A mouth full of words – Tuesday, 19th Week in ordinary time – Ezekiel 2:8-3:4
We are nourished from two tables at the Eucharist. The table of the word and the table of the bread. Often, we think that the table of the bread (Eucharist) is more important than the nourishment we get from the table of the word (the readings of sacred scripture) and so we permit ourselves to enter mass late; enquiring about the ‘validity’ of mass when we are late. Hold on to this thought as we study today’s text.
Ezekiel was called by God while in exile. Like the prophet Isaiah he was a priest but scholars have opined that before he exercised his priestly ministry in Jerusalem, he was taken off into exile along with King Jehoiachin and thousand others in the 598BC. It will be several years later under King Zedekiah that Jerusalem will finally be destroyed. Ezekiel is now called by God in exile, in Babylon, to be his prophet.

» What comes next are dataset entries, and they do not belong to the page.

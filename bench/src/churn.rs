//! Subscribe/unsubscribe churn scenario.
//!
//! Models a hub whose listeners come and go: a fixed population of shared handlers is
//! registered, then removed in a seeded random order so runs are reproducible.

use std::rc::Rc;

use rand::{SeedableRng, seq::SliceRandom};
use rand_chacha::ChaCha8Rng;
use rusty_hub::EventHub;

use crate::handlers::{Counter, Tick};

/// A hub together with the shared handlers registered on it.
pub struct Churn {
    pub hub: EventHub<(Tick,)>,
    pub handlers: Vec<Rc<Counter>>,
    rng: ChaCha8Rng,
}

impl Churn {
    /// Create a hub with `count` shared counters registered.
    pub fn new(count: usize, seed: u64) -> Self {
        let hub = EventHub::with_capacity(count);
        let handlers: Vec<_> = (0..count).map(|_| Rc::new(Counter::default())).collect();
        for handler in &handlers {
            hub.subscribe_shared(handler);
        }

        Self {
            hub,
            handlers,
            rng: ChaCha8Rng::seed_from_u64(seed),
        }
    }

    /// Remove every handler in a random order, then register them all again.
    ///
    /// Returns the number of registrations removed.
    pub fn cycle(&mut self) -> usize {
        let mut order: Vec<usize> = (0..self.handlers.len()).collect();
        order.shuffle(&mut self.rng);

        let removed = order
            .iter()
            .map(|&index| self.hub.unsubscribe(&self.handlers[index]))
            .sum();

        for handler in &self.handlers {
            self.hub.subscribe_shared(handler);
        }

        removed
    }
}
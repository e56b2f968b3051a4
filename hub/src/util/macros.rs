/// Invoke another macro once per arity, peeling one parameter off the front each time.
///
/// `for_every_arity!(m !! A, B, C)` expands to `m!(A, B, C); m!(B, C); m!(C); m!();`.
#[macro_export]
#[doc(hidden)]
macro_rules! for_every_arity {
    ($m:ident !!) => {
        $m!();
    };
    ($m:ident !! $head:ident $(, $tail:ident)*) => {
        $m!($head $(, $tail)*);
        $crate::for_every_arity!($m !! $($tail),*);
    };
}

/// Apply a macro to every handler arity from zero to twelve arguments.
#[macro_export]
#[doc(hidden)]
macro_rules! all_arities {
    ($m:ident) => {
        $crate::for_every_arity!($m !! A, B, C, D, E, F, G, H, I, J, K, L);
    };
}
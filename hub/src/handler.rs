//! Handler trait and return-value conversion.
//!
//! A handler is anything implementing [`Handler<Args>`], where `Args` is the argument tuple
//! shared by every handler of one [`EventHub`](crate::EventHub). Closures and functions of
//! up to twelve parameters are handlers out of the box: each parameter receives a reference
//! to the matching tuple element.
//!
//! ```rust,ignore
//! let hub = EventHub::<(u32, String)>::new();
//!
//! hub.subscribe(|id: &u32, name: &String| println!("{id}: {name}"));
//! hub.subscribe(|id: &u32, _: &String| -> Result<(), String> {
//!     if *id == 0 { Err("id 0 is reserved".into()) } else { Ok(()) }
//! });
//! ```
//!
//! # Return values
//!
//! Handlers have no fixed return type. Anything implementing [`Outcome`] is accepted:
//! `()` always succeeds, and `Result<(), E>` reports `Err(e)` as a [`HandlerError`], which
//! stops the broadcast.
//!
//! # Custom handlers
//!
//! Types with their own state implement the trait directly:
//!
//! ```rust,ignore
//! struct Recorder(RefCell<Vec<u32>>);
//!
//! impl Handler<(u32,)> for Recorder {
//!     fn call(&self, (value,): &(u32,)) -> Result<(), HandlerError> {
//!         self.0.borrow_mut().push(*value);
//!         Ok(())
//!     }
//! }
//! ```

use std::{error::Error, rc::Rc};

use crate::{all_arities, error::HandlerError};

/// Something that can be invoked with the argument tuple `Args`.
pub trait Handler<Args>: 'static {
    /// Invoke the handler with one broadcast's arguments.
    fn call(&self, args: &Args) -> Result<(), HandlerError>;
}

/// A shared, type-erased handler.
///
/// This is the form handlers take inside the hub, and the only form accepted across the
/// dynamic boundary of [`EventHub::subscribe_any`](crate::EventHub::subscribe_any).
pub type HandlerRef<Args> = Rc<dyn Handler<Args>>;

/// Conversion from a handler's return value into success or failure.
pub trait Outcome {
    fn into_outcome(self) -> Result<(), HandlerError>;
}

impl Outcome for () {
    #[inline]
    fn into_outcome(self) -> Result<(), HandlerError> {
        Ok(())
    }
}

impl<E> Outcome for Result<(), E>
where
    E: Into<Box<dyn Error + 'static>>,
{
    #[inline]
    fn into_outcome(self) -> Result<(), HandlerError> {
        self.map_err(HandlerError::new)
    }
}

macro_rules! impl_handler {
    ($($arg:ident),*) => {
        #[allow(non_snake_case)]
        impl<Func, Out, $($arg),*> Handler<($($arg,)*)> for Func
        where
            Func: Fn($(&$arg),*) -> Out + 'static,
            Out: Outcome,
        {
            #[inline]
            fn call(&self, args: &($($arg,)*)) -> Result<(), HandlerError> {
                let ($($arg,)*) = args;
                (self)($($arg),*).into_outcome()
            }
        }
    };
}

all_arities!(impl_handler);
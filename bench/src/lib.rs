//! Benchmark utilities for rusty_hub.
//!
//! - **Handlers**: representative handlers of different weights
//! - **Churn**: hubs that are subscribed to and unsubscribed from in a seeded random order
//!
//! # Running Benchmarks
//!
//! ```bash
//! # Run all benchmarks
//! cargo bench -p rusty_hub_bench
//!
//! # Run specific benchmark group
//! cargo bench -p rusty_hub_bench -- broadcast
//! ```
//!
//! Results are written to `target/criterion/` with HTML reports.

pub mod churn;
pub mod handlers;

God speaks to Ezekiel and calls him a ‘mortal’. In several translations this reads as ‘son of man’. This is a phrase peculiar in the Old Testament to Ezekiel with the exception of two instances in the prophet Daniel. It is used 93 times in Ezekiel and its purpose is to emphasise the great gap between a transcendent God and the human being. But in Daniel it takes on a messianic meaning, taken up later by Jesus, who refers to himself several times as the (not a) “Son of Man”.
In chapter one, Ezekiel see the vision of a chariot with four living creatures with human like form. He fell on his face when he heard a voice speak to him. Today’s text describes a strange apocalyptic vision but its meaning is clear. The voice that he hears commands him to stand and commissions him to do as he is told. Ezekiel is given a brief background of the people he is to speak of; his own people. The biography of the people he is to prophecy to is brief because they are predictable; they and their decedents are no different (2:4). God calls them ‘a nation of rebels and sinners’ (2:3). ‘They are stubborn’ (2:4).
At this time the children of Israel still had something of a kingdom in Judah and a temple in Jerusalem. Yet many of them were also scattered across the Middle East, by the forced exiles under the Assyrians and the Babylonians. Ezekiel’s word was for all of them.